(Saved data entries)
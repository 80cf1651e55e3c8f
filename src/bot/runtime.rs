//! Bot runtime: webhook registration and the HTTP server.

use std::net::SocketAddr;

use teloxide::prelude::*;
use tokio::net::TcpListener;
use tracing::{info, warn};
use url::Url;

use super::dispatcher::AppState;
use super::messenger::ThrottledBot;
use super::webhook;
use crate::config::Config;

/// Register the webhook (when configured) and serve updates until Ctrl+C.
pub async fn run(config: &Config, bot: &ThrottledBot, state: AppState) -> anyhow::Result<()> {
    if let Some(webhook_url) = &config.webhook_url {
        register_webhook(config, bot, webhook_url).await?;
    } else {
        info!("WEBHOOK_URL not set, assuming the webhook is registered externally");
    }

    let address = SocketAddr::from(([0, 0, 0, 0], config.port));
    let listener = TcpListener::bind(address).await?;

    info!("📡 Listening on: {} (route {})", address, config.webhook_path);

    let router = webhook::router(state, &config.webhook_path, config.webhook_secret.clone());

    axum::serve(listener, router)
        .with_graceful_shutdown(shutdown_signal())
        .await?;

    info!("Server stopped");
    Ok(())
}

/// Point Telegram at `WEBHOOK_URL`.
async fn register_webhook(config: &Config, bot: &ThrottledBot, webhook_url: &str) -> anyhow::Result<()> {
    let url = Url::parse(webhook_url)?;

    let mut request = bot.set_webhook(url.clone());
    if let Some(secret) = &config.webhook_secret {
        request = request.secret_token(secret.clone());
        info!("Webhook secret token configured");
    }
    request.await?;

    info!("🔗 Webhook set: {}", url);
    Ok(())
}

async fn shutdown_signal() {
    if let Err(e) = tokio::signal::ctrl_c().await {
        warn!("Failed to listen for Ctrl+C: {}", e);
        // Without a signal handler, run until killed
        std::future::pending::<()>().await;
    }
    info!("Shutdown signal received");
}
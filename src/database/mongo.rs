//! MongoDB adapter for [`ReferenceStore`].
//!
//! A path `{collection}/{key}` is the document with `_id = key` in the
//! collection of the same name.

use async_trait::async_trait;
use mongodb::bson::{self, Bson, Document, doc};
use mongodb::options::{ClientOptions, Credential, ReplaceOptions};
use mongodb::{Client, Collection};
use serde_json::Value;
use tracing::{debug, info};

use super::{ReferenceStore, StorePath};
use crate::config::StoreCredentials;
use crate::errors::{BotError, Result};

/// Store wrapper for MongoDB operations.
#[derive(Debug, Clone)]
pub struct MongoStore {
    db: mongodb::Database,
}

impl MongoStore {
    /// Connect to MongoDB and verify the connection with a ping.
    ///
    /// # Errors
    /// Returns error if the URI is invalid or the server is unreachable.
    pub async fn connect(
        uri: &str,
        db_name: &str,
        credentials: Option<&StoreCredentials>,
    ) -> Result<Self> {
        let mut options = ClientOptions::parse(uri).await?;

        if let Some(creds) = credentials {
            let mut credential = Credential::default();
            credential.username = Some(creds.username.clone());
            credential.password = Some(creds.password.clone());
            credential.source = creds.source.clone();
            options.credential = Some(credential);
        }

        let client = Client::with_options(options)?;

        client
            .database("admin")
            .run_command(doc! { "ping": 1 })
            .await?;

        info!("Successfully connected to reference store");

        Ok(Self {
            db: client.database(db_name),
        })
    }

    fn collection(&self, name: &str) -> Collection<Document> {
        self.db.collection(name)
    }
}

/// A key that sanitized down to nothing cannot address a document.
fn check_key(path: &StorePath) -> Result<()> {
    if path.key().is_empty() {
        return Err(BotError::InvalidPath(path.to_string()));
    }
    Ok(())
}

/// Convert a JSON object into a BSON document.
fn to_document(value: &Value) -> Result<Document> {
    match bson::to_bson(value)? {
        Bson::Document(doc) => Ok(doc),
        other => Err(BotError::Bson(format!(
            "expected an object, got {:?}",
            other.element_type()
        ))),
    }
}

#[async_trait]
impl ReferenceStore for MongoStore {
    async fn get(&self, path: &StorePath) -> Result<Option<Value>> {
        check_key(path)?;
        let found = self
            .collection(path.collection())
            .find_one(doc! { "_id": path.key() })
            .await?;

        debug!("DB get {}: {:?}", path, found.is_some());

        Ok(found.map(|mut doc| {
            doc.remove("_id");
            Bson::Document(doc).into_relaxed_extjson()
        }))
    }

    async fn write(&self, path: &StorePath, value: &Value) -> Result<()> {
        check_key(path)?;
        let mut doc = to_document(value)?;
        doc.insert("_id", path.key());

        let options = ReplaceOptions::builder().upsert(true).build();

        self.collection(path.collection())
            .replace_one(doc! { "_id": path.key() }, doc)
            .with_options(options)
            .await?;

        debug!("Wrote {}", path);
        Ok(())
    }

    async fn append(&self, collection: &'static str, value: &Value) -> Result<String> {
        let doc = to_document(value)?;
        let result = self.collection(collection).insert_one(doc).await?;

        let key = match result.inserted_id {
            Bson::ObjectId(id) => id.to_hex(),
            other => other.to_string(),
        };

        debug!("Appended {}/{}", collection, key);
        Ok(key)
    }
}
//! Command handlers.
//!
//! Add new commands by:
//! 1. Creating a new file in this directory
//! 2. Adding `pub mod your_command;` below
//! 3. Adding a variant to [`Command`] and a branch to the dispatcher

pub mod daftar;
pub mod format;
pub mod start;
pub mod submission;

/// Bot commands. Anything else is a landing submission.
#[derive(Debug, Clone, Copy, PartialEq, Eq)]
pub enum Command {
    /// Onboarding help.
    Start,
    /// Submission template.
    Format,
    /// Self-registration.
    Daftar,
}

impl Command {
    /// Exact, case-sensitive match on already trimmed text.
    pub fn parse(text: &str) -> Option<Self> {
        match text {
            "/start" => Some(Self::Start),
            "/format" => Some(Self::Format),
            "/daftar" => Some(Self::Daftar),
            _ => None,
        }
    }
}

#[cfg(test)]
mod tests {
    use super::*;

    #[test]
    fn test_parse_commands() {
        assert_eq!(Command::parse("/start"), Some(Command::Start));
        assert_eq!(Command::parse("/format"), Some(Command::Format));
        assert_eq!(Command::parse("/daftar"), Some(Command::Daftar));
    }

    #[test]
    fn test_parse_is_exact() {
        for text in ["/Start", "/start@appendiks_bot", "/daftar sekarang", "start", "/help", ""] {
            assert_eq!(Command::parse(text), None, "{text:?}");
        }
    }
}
---
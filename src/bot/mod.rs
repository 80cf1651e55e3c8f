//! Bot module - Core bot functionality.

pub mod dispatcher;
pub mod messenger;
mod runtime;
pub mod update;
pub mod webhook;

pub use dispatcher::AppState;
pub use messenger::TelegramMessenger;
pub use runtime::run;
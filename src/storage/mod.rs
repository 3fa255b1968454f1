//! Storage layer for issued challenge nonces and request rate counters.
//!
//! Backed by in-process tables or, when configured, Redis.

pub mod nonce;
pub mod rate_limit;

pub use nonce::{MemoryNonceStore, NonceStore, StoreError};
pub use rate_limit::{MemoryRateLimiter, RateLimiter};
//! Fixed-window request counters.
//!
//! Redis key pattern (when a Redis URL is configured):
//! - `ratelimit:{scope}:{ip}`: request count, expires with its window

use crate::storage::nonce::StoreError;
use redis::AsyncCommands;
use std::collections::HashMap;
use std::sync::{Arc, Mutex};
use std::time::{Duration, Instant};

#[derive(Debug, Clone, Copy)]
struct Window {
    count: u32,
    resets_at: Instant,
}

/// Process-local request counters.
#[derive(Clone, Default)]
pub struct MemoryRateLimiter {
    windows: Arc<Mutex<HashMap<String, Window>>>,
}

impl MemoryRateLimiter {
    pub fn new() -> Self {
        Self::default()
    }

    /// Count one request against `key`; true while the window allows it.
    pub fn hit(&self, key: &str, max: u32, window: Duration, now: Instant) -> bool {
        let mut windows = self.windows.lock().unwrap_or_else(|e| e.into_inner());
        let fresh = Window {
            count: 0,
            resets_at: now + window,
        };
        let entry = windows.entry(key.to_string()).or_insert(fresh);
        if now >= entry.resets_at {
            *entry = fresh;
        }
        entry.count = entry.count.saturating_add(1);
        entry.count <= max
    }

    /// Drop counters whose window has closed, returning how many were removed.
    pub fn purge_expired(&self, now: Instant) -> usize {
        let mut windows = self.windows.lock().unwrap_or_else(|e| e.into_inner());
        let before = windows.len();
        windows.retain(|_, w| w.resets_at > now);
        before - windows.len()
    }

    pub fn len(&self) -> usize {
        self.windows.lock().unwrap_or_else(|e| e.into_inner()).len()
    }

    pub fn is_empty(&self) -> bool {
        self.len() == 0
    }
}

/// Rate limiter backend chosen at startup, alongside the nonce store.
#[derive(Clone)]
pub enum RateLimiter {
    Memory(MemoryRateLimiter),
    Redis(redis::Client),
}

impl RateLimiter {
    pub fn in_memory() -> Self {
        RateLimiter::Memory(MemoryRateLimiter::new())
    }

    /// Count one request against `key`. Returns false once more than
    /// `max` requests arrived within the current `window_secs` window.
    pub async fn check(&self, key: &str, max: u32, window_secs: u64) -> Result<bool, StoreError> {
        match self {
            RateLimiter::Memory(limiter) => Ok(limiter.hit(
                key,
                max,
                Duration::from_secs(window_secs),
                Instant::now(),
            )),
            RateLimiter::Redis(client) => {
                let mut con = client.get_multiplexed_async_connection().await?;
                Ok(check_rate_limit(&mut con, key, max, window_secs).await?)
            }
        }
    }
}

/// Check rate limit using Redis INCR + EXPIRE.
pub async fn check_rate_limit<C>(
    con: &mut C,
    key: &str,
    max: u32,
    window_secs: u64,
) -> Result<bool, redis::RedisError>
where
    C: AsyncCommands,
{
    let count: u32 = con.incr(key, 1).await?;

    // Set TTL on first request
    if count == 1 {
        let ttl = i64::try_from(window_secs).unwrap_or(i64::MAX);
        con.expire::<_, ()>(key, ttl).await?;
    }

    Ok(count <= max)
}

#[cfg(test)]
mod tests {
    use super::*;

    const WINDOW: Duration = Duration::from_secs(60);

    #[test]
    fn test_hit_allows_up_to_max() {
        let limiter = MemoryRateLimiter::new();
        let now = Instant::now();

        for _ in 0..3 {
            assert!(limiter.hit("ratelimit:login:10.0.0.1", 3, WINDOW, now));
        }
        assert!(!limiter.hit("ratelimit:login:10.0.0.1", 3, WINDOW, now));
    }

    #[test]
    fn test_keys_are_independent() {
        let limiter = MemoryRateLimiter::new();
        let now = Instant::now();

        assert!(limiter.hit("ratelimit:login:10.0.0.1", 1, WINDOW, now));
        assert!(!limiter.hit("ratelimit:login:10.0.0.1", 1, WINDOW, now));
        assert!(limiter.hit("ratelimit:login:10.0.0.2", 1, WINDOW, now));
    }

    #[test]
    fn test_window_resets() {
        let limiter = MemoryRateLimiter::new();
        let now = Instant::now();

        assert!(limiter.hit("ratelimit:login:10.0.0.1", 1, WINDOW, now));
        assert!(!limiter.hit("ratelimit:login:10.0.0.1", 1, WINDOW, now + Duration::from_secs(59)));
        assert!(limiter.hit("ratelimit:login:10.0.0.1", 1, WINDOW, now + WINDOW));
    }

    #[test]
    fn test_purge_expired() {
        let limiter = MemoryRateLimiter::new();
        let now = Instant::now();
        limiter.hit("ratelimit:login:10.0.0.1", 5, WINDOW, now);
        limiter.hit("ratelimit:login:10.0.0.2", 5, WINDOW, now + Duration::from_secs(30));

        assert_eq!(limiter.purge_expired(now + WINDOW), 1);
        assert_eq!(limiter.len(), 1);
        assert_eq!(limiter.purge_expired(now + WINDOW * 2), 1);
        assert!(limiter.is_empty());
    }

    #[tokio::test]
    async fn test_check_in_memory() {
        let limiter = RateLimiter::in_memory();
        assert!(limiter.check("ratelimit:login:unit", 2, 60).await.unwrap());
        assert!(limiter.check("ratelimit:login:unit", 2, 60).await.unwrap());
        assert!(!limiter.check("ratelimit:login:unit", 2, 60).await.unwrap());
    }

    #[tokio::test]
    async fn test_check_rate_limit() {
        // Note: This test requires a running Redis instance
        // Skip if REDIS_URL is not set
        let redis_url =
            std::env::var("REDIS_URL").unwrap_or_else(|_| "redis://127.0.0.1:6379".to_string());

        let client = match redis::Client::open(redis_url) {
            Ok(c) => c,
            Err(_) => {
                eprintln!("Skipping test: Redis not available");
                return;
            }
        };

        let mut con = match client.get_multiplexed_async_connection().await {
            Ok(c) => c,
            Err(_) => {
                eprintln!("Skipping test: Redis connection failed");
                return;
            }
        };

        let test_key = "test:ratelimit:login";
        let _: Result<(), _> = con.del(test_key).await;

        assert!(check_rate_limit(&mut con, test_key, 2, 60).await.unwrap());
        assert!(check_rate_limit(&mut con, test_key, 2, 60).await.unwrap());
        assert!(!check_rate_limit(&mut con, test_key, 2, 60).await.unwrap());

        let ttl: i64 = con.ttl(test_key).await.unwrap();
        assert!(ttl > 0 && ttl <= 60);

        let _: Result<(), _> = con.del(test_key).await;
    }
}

• _What is required_
Please report how many lines in the records above contain the word "tracing", and give nothing but the number.

• _Exercise response_
2